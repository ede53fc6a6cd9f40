use std::io::Read;

use csv::{DeserializeRecordsIntoIter, Trim};
use serde::Deserialize;

use crate::transfer::TransferId;

#[derive(Debug, Clone, Copy, Deserialize, PartialEq, Eq)]
#[serde(rename_all = "lowercase")]
pub enum ActionKind {
    Login,
    Logout,
    Suggest,
    Approve,
    Reject,
}

/// One recorded user action. `user` is the acting user: the sender for
/// `suggest`, the resolver for `approve`/`reject`.
#[derive(Debug, Deserialize)]
pub struct ActionRow {
    pub action: ActionKind,
    pub user: String,
    pub recipient: Option<String>,
    pub amount: Option<u64>,
    pub transfer: Option<TransferId>,
}

/// Parses an action list in CSV format
///
/// # Panics
///
/// If a row cannot be parsed
pub struct CsvActionParser<R> {
    iter: DeserializeRecordsIntoIter<R, ActionRow>,
}

impl<R> CsvActionParser<R>
where
    R: Read,
{
    pub fn new(source: R) -> Self {
        let reader = csv::ReaderBuilder::new()
            .trim(Trim::All)
            .flexible(true)
            .from_reader(source);

        Self {
            iter: reader.into_deserialize(),
        }
    }
}

impl<R> Iterator for CsvActionParser<R>
where
    R: Read,
{
    type Item = (u64, ActionRow);

    fn next(&mut self) -> Option<Self::Item> {
        let curr_line = self.iter.reader().position().line();
        self.iter.next().map(|row| (curr_line, row.unwrap()))
    }
}
//! Shared types, error model, and configuration for Repodex.
//!
//! This crate is the foundation depended on by all other Repodex crates.
//! It provides:
//! - [`RepodexError`] — the unified error type
//! - Domain types ([`Category`], [`Repository`], [`CategoryNode`], views)
//! - Configuration ([`AppConfig`], config loading)

pub mod config;
pub mod error;
pub mod types;

// Re-export public API at crate root for ergonomic imports.
pub use config::{
    AppConfig, AuthConfig, BootstrapConfig, DatabaseConfig, ServerConfig, config_dir,
    config_file_path, load_config, load_config_from,
};
pub use error::{RepodexError, Result};
pub use types::{
    Admin, Category, CategoryNode, CategoryPathEntry, ConfigEntry, MAX_CATEGORY_LEVEL, Page,
    Repository, RepositoryView, parse_github_url,
};
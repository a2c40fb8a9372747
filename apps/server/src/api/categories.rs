//! Category tree endpoints.

use axum::extract::{Path, State};
use axum::response::Json;
use serde_json::{Value, json};

use repodex_core::{NewCategory, UpdateCategory};
use repodex_shared::{Category, CategoryNode};

use super::{AdminUser, ApiError, SharedState};

/// `GET /api/categories`: full forest, including empty branches.
pub(super) async fn full_tree(
    State(state): State<SharedState>,
) -> Result<Json<Vec<CategoryNode>>, ApiError> {
    Ok(Json(state.catalog.category_tree(false).await?))
}

/// `GET /api/categories/public`: only branches that lead to repositories.
pub(super) async fn public_tree(
    State(state): State<SharedState>,
) -> Result<Json<Vec<CategoryNode>>, ApiError> {
    Ok(Json(state.catalog.category_tree(true).await?))
}

/// `GET /api/categories/flat`
pub(super) async fn flat(
    State(state): State<SharedState>,
) -> Result<Json<Vec<Category>>, ApiError> {
    Ok(Json(state.catalog.flat_categories().await?))
}

/// `POST /api/categories`
pub(super) async fn create(
    State(state): State<SharedState>,
    _admin: AdminUser,
    Json(input): Json<NewCategory>,
) -> Result<Json<Category>, ApiError> {
    Ok(Json(state.catalog.create_category(input).await?))
}

/// `PUT /api/categories/:id`
pub(super) async fn update(
    State(state): State<SharedState>,
    _admin: AdminUser,
    Path(id): Path<i64>,
    Json(input): Json<UpdateCategory>,
) -> Result<Json<Category>, ApiError> {
    Ok(Json(state.catalog.update_category(id, input).await?))
}

/// `DELETE /api/categories/:id`
pub(super) async fn remove(
    State(state): State<SharedState>,
    _admin: AdminUser,
    Path(id): Path<i64>,
) -> Result<Json<Value>, ApiError> {
    state.catalog.delete_category(id).await?;
    Ok(Json(json!({ "message": "category deleted" })))
}
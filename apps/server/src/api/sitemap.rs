//! Sitemap generation for the public catalog.

use axum::extract::State;
use axum::http::header;
use axum::response::{IntoResponse, Response};
use chrono::Utc;

use repodex_shared::Category;

use super::{ApiError, SharedState};

/// `GET /sitemap.xml`: home page plus one URL per category that holds at
/// least one repository. Links are built from the configured public base
/// URL; forwarded headers are never consulted.
pub(super) async fn sitemap(State(state): State<SharedState>) -> Result<Response, ApiError> {
    let categories = state.storage.categories_with_repositories().await?;
    let body = render(&state.public_url, &categories);

    Ok((
        [(header::CONTENT_TYPE, "application/xml; charset=utf-8")],
        body,
    )
        .into_response())
}

fn render(base_url: &str, categories: &[Category]) -> String {
    let today = Utc::now().format("%Y-%m-%d");

    let mut lines = vec![
        r#"<?xml version="1.0" encoding="UTF-8"?>"#.to_string(),
        r#"<urlset xmlns="http://www.sitemaps.org/schemas/sitemap/0.9">"#.to_string(),
        "  <url>".to_string(),
        format!("    <loc>{base_url}/</loc>"),
        format!("    <lastmod>{today}</lastmod>"),
        "    <changefreq>daily</changefreq>".to_string(),
        "    <priority>1.0</priority>".to_string(),
        "  </url>".to_string(),
    ];

    for category in categories {
        lines.push("  <url>".to_string());
        lines.push(format!(
            "    <loc>{base_url}/?category_id={}</loc>",
            category.id
        ));
        lines.push(format!("    <lastmod>{today}</lastmod>"));
        lines.push("    <changefreq>weekly</changefreq>".to_string());
        lines.push("    <priority>0.8</priority>".to_string());
        lines.push("  </url>".to_string());
    }

    lines.push("</urlset>".to_string());
    lines.join("\n")
}
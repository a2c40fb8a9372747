//! Error types for Repodex.
//!
//! Library crates use [`RepodexError`] via `thiserror`.
//! The server binary wraps this with `color-eyre` at the top level and maps
//! the business-rule variants to HTTP status codes at the API boundary.

use std::path::PathBuf;

/// Top-level error type for all Repodex operations.
#[derive(Debug, thiserror::Error)]
pub enum RepodexError {
    /// Configuration loading or validation error.
    #[error("config error: {message}")]
    Config { message: String },

    /// Client input malformed or violating a business rule (bad URL shape,
    /// empty name, category depth overflow, missing required field).
    #[error("{message}")]
    Validation { message: String },

    /// Duplicate unique key, or deletion blocked by existing children/links.
    #[error("{message}")]
    Conflict { message: String },

    /// A referenced id does not exist.
    #[error("{message}")]
    NotFound { message: String },

    /// Missing, invalid, or expired admin credential.
    #[error("{message}")]
    Auth { message: String },

    /// Database or storage layer error.
    #[error("storage error: {0}")]
    Storage(String),

    /// Network/HTTP error during a remote call.
    #[error("network error: {0}")]
    Network(String),

    /// LLM enrichment error (missing configuration or failed generation).
    #[error("enrichment error: {0}")]
    Enrichment(String),

    /// Filesystem I/O error.
    #[error("I/O error at {path:?}: {source}")]
    Io {
        path: PathBuf,
        source: std::io::Error,
    },
}

/// Convenience alias used throughout the codebase.
pub type Result<T> = std::result::Result<T, RepodexError>;

impl RepodexError {
    /// Create a config error from any displayable message.
    pub fn config(msg: impl Into<String>) -> Self {
        Self::Config {
            message: msg.into(),
        }
    }

    /// Create a validation error from any displayable message.
    pub fn validation(msg: impl Into<String>) -> Self {
        Self::Validation {
            message: msg.into(),
        }
    }

    /// Create a conflict error from any displayable message.
    pub fn conflict(msg: impl Into<String>) -> Self {
        Self::Conflict {
            message: msg.into(),
        }
    }

    /// Create a not-found error from any displayable message.
    pub fn not_found(msg: impl Into<String>) -> Self {
        Self::NotFound {
            message: msg.into(),
        }
    }

    /// Create an auth error from any displayable message.
    pub fn auth(msg: impl Into<String>) -> Self {
        Self::Auth {
            message: msg.into(),
        }
    }

    /// Wrap a `std::io::Error` with a path for context.
    pub fn io(path: impl Into<PathBuf>, source: std::io::Error) -> Self {
        Self::Io {
            path: path.into(),
            source,
        }
    }
}

#[cfg(test)]
mod tests {
    use super::*;

    #[test]
    fn error_display_formatting() {
        let err = RepodexError::config("missing JWT secret");
        assert_eq!(err.to_string(), "config error: missing JWT secret");

        let err = RepodexError::validation("categories are limited to three levels");
        assert_eq!(err.to_string(), "categories are limited to three levels");

        let err = RepodexError::conflict("repository already exists");
        assert!(err.to_string().contains("already exists"));
    }
}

• Goal of the exercise: For the listing above, work out how many lines contain the string "already" and return only that figure.

• Solution to this task: 2